The Old Drift, by Namwali Serpell
A long novel can be a daunting investment of time and energy, but if you can settle into its rhythms, it can be a wonderful companion for the beleaguered reader. Just shy of 600 pages, The Old Drift glides between magical realism and sci-fi to tell the story of three entangled Zambian families over three generations. Nestled within the chronicles of these characters are chapters narrated by a swarm of mosquitos: Their hive mind takes readers from the colonial beginnings of the nation, starting with the explorer Dr. Livingstone’s “discovery” of Victoria Falls in the 19th century, to the “warm, wet future” of 2023 Lusaka, imagined from the vantage point of 2019. Because of its patchwork of perspectives, the novel can be easily read in chunks, but I found it terribly hard to put aside. This is a curious, probing book: You will find no pat conclusions or sentimentality, only a new (and very rewarding) variation on the multigenerational family novel.
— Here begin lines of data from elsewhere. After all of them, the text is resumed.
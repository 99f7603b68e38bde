//! Registry of things exposed by the gateway, and routing of inbound actions.

use std::collections::HashMap;
use std::sync::Arc;

use async_trait::async_trait;
use deviot_common::protocol::{ACTION_KEY, PAYLOAD_KEY, THING_KEY};
use deviot_common::ThingModel;
use serde_json::Value;
use tokio::sync::RwLock;

use crate::connector::ActionDispatcher;
use crate::error::{Error, Result};
use crate::thing::Thing;

/// Things registered with the gateway, keyed by id.
pub struct ThingRegistry {
    things: RwLock<HashMap<String, Arc<Thing>>>,
}

impl ThingRegistry {
    pub fn new() -> Self {
        Self {
            things: RwLock::new(HashMap::new()),
        }
    }

    /// Register a thing.
    ///
    /// Fails if the thing does not honor its declared actions. Registering an
    /// id that is already present logs a warning and keeps the existing entry.
    pub async fn register(&self, thing: impl Into<Arc<Thing>>) -> Result<()> {
        let thing = thing.into();
        thing.validate()?;

        let mut things = self.things.write().await;
        if things.contains_key(thing.id()) {
            tracing::warn!(thing = %thing, "Thing is already registered");
        } else {
            tracing::info!(thing = %thing, "Thing registered");
            things.insert(thing.id().to_string(), thing);
        }
        Ok(())
    }

    /// Remove a thing by id. Logs a warning if it was not registered.
    pub async fn unregister(&self, thing: &Thing) {
        let mut things = self.things.write().await;
        if things.remove(thing.id()).is_some() {
            tracing::info!(thing = %thing, "Thing unregistered");
        } else {
            tracing::warn!(thing = %thing, "Thing is not registered");
        }
    }

    pub async fn get(&self, id: &str) -> Option<Arc<Thing>> {
        let things = self.things.read().await;
        things.get(id).cloned()
    }

    pub async fn len(&self) -> usize {
        self.things.read().await.len()
    }

    pub async fn is_empty(&self) -> bool {
        self.things.read().await.is_empty()
    }

    /// Descriptive model of every registered thing.
    pub async fn snapshot(&self) -> Vec<ThingModel> {
        // Clone handles so property locks are not taken under the map lock
        let things: Vec<Arc<Thing>> = {
            let guard = self.things.read().await;
            guard.values().cloned().collect()
        };
        things.iter().map(|t| t.model()).collect()
    }

    /// Route an inbound action message to the target thing's handler.
    ///
    /// The message must carry the thing id under `name` and the action under
    /// `action`. Each declared parameter is read from the key of the same
    /// name (`null` when absent); actions that need the raw payload get the
    /// `payload` value appended last.
    pub async fn route(&self, payload: &Value) -> Result<()> {
        let message = payload
            .as_object()
            .ok_or_else(|| Error::InvalidArgument(format!("action message is not an object: {}", payload)))?;

        let thing_id = message.get(THING_KEY).and_then(Value::as_str);
        let action_name = message.get(ACTION_KEY).and_then(Value::as_str);

        let (thing_id, action_name) = match (thing_id, action_name) {
            (Some(thing_id), Some(action_name)) => (thing_id, action_name),
            (None, _) => {
                return Err(Error::InvalidArgument(format!(
                    "action message has no thing name: {}",
                    payload
                )))
            }
            (_, None) => {
                return Err(Error::InvalidArgument(format!(
                    "action message has no action: {}",
                    payload
                )))
            }
        };

        let thing = self
            .get(thing_id)
            .await
            .ok_or_else(|| Error::InvalidArgument(format!("thing {} is not registered", thing_id)))?;

        let action = match thing.action(action_name) {
            Some(action) if thing.has_handler(action_name) => action,
            _ => {
                return Err(Error::InvalidArgument(format!(
                    "no action {} defined in thing {}",
                    action_name, thing
                )))
            }
        };

        let mut args: Vec<Value> = action
            .parameters
            .iter()
            .map(|p| message.get(&p.name).cloned().unwrap_or(Value::Null))
            .collect();
        if action.need_payload {
            args.push(message.get(PAYLOAD_KEY).cloned().unwrap_or(Value::Null));
        }

        thing.invoke(action_name, args)?;
        tracing::info!(thing = %thing, action = action_name, payload = %payload, "Action called");
        Ok(())
    }
}

impl Default for ThingRegistry {
    fn default() -> Self {
        Self::new()
    }
}

#[async_trait]
impl ActionDispatcher for ThingRegistry {
    async fn dispatch(&self, payload: Value) -> Result<()> {
        self.route(&payload).await
    }
}

#[cfg(test)]
mod tests {
    use super::*;
    use deviot_common::{Action, Property, PropertyType};
    use serde_json::json;
    use std::sync::Mutex;

    type Calls = Arc<Mutex<Vec<(String, Vec<Value>)>>>;

    fn recording_bulb(id: &str, calls: Calls) -> Thing {
        let set_color = calls.clone();
        let upload = calls;
        Thing::new(id, "Bulb", "light")
            .with_property(Property::new("color", PropertyType::Color))
            .with_action(
                Action::new("setColor").with_parameter(Property::new("color", PropertyType::Color)),
                move |_, args| {
                    set_color.lock().unwrap().push(("setColor".to_string(), args));
                    Ok(())
                },
            )
            .with_action(
                Action::new("upload")
                    .with_parameter(Property::new("slot", PropertyType::Int))
                    .with_payload(),
                move |_, args| {
                    upload.lock().unwrap().push(("upload".to_string(), args));
                    Ok(())
                },
            )
    }

    #[tokio::test]
    async fn test_register_twice_keeps_one_entry() {
        let registry = ThingRegistry::new();
        let calls = Calls::default();
        registry.register(recording_bulb("bulb1", calls.clone())).await.unwrap();
        registry.register(recording_bulb("bulb1", calls)).await.unwrap();
        assert_eq!(registry.len().await, 1);
    }

    #[tokio::test]
    async fn test_register_rejects_thing_without_handler() {
        let registry = ThingRegistry::new();
        let thing = Thing::new("switch1", "Switch", "switch").declare_action("toggle");
        assert!(matches!(
            registry.register(thing).await,
            Err(Error::InvalidArgument(_))
        ));
        assert!(registry.is_empty().await);
    }

    #[tokio::test]
    async fn test_unregister_absent_is_noop() {
        let registry = ThingRegistry::new();
        registry
            .register(recording_bulb("bulb1", Calls::default()))
            .await
            .unwrap();
        let other = Thing::new("ghost", "Ghost", "none");
        registry.unregister(&other).await;
        assert_eq!(registry.len().await, 1);
        assert!(registry.get("bulb1").await.is_some());
    }

    #[tokio::test]
    async fn test_unregister_removes() {
        let registry = ThingRegistry::new();
        let thing = Arc::new(recording_bulb("bulb1", Calls::default()));
        registry.register(thing.clone()).await.unwrap();
        registry.unregister(&thing).await;
        assert!(registry.is_empty().await);
    }

    #[tokio::test]
    async fn test_snapshot() {
        let registry = ThingRegistry::new();
        registry
            .register(recording_bulb("bulb1", Calls::default()))
            .await
            .unwrap();
        let snapshot = registry.snapshot().await;
        assert_eq!(snapshot.len(), 1);
        assert_eq!(snapshot[0].id, "bulb1");
        assert_eq!(snapshot[0].actions.len(), 2);
        assert_eq!(registry.len().await, 1);
    }

    #[tokio::test]
    async fn test_route_calls_handler_with_parameters() {
        let registry = ThingRegistry::new();
        let calls = Calls::default();
        registry.register(recording_bulb("bulb1", calls.clone())).await.unwrap();

        registry
            .route(&json!({"name": "bulb1", "action": "setColor", "color": "FF0000"}))
            .await
            .unwrap();

        let calls = calls.lock().unwrap();
        assert_eq!(calls.len(), 1);
        assert_eq!(calls[0], ("setColor".to_string(), vec![json!("FF0000")]));
    }

    #[tokio::test]
    async fn test_route_missing_parameter_is_null() {
        let registry = ThingRegistry::new();
        let calls = Calls::default();
        registry.register(recording_bulb("bulb1", calls.clone())).await.unwrap();

        registry
            .route(&json!({"name": "bulb1", "action": "setColor"}))
            .await
            .unwrap();

        assert_eq!(calls.lock().unwrap()[0].1, vec![Value::Null]);
    }

    #[tokio::test]
    async fn test_route_appends_payload() {
        let registry = ThingRegistry::new();
        let calls = Calls::default();
        registry.register(recording_bulb("bulb1", calls.clone())).await.unwrap();

        registry
            .route(&json!({"name": "bulb1", "action": "upload", "slot": 3, "payload": {"raw": [1, 2]}}))
            .await
            .unwrap();
        registry
            .route(&json!({"name": "bulb1", "action": "upload", "slot": 4}))
            .await
            .unwrap();

        let calls = calls.lock().unwrap();
        assert_eq!(calls[0].1, vec![json!(3), json!({"raw": [1, 2]})]);
        assert_eq!(calls[1].1, vec![json!(4), Value::Null]);
    }

    #[tokio::test]
    async fn test_route_unregistered_thing() {
        let registry = ThingRegistry::new();
        let calls = Calls::default();
        registry.register(recording_bulb("bulb1", calls.clone())).await.unwrap();

        let result = registry
            .route(&json!({"name": "bulb2", "action": "setColor", "color": "FF0000"}))
            .await;

        assert!(matches!(result, Err(Error::InvalidArgument(_))));
        assert_eq!(registry.len().await, 1);
        assert!(calls.lock().unwrap().is_empty());
    }

    #[tokio::test]
    async fn test_route_rejects_malformed_messages() {
        let registry = ThingRegistry::new();
        registry
            .register(recording_bulb("bulb1", Calls::default()))
            .await
            .unwrap();

        for payload in [
            json!({"name": "bulb1"}),
            json!({"action": "setColor"}),
            json!({"name": "bulb1", "action": "dance"}),
            json!({"name": 7, "action": "setColor"}),
            json!(["bulb1", "setColor"]),
        ] {
            assert!(
                matches!(registry.route(&payload).await, Err(Error::InvalidArgument(_))),
                "expected rejection of {}",
                payload
            );
        }
    }
}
[Read: Five books that’ll fit right into your busy schedule]
Priestdaddy, by Patricia Lockwood
Lockwood’s dad is a rarity: a Catholic priest who’s both married and a father (he was already a family man when he converted, after watching The Exorcist on a nuclear submarine). His pastoral persona is equally unconventional, as he shreds guitar and lounges around the rectory in his underwear. Facing financial troubles, Lockwood and her husband move in with her parents, and Priestdaddy becomes an absurdist reflection on growing up in such an environment. Even if you read this book for only five minutes a day, you will inevitably bump into something screamingly funny, such as the author’s repeated attempts to explain Catholicism to her husband, her sister’s drunken antics at a dinner with the local bishop, and her mother’s penchant for yelling a Kool-Aid-Man-style “Oh yeah!” (I highly recommend the audiobook, in which Lockwood impersonates her family members with flair.) Reading Priestdaddy is like having a conversation with a brilliant, exuberant friend—you can’t wait to hear what she’ll say next.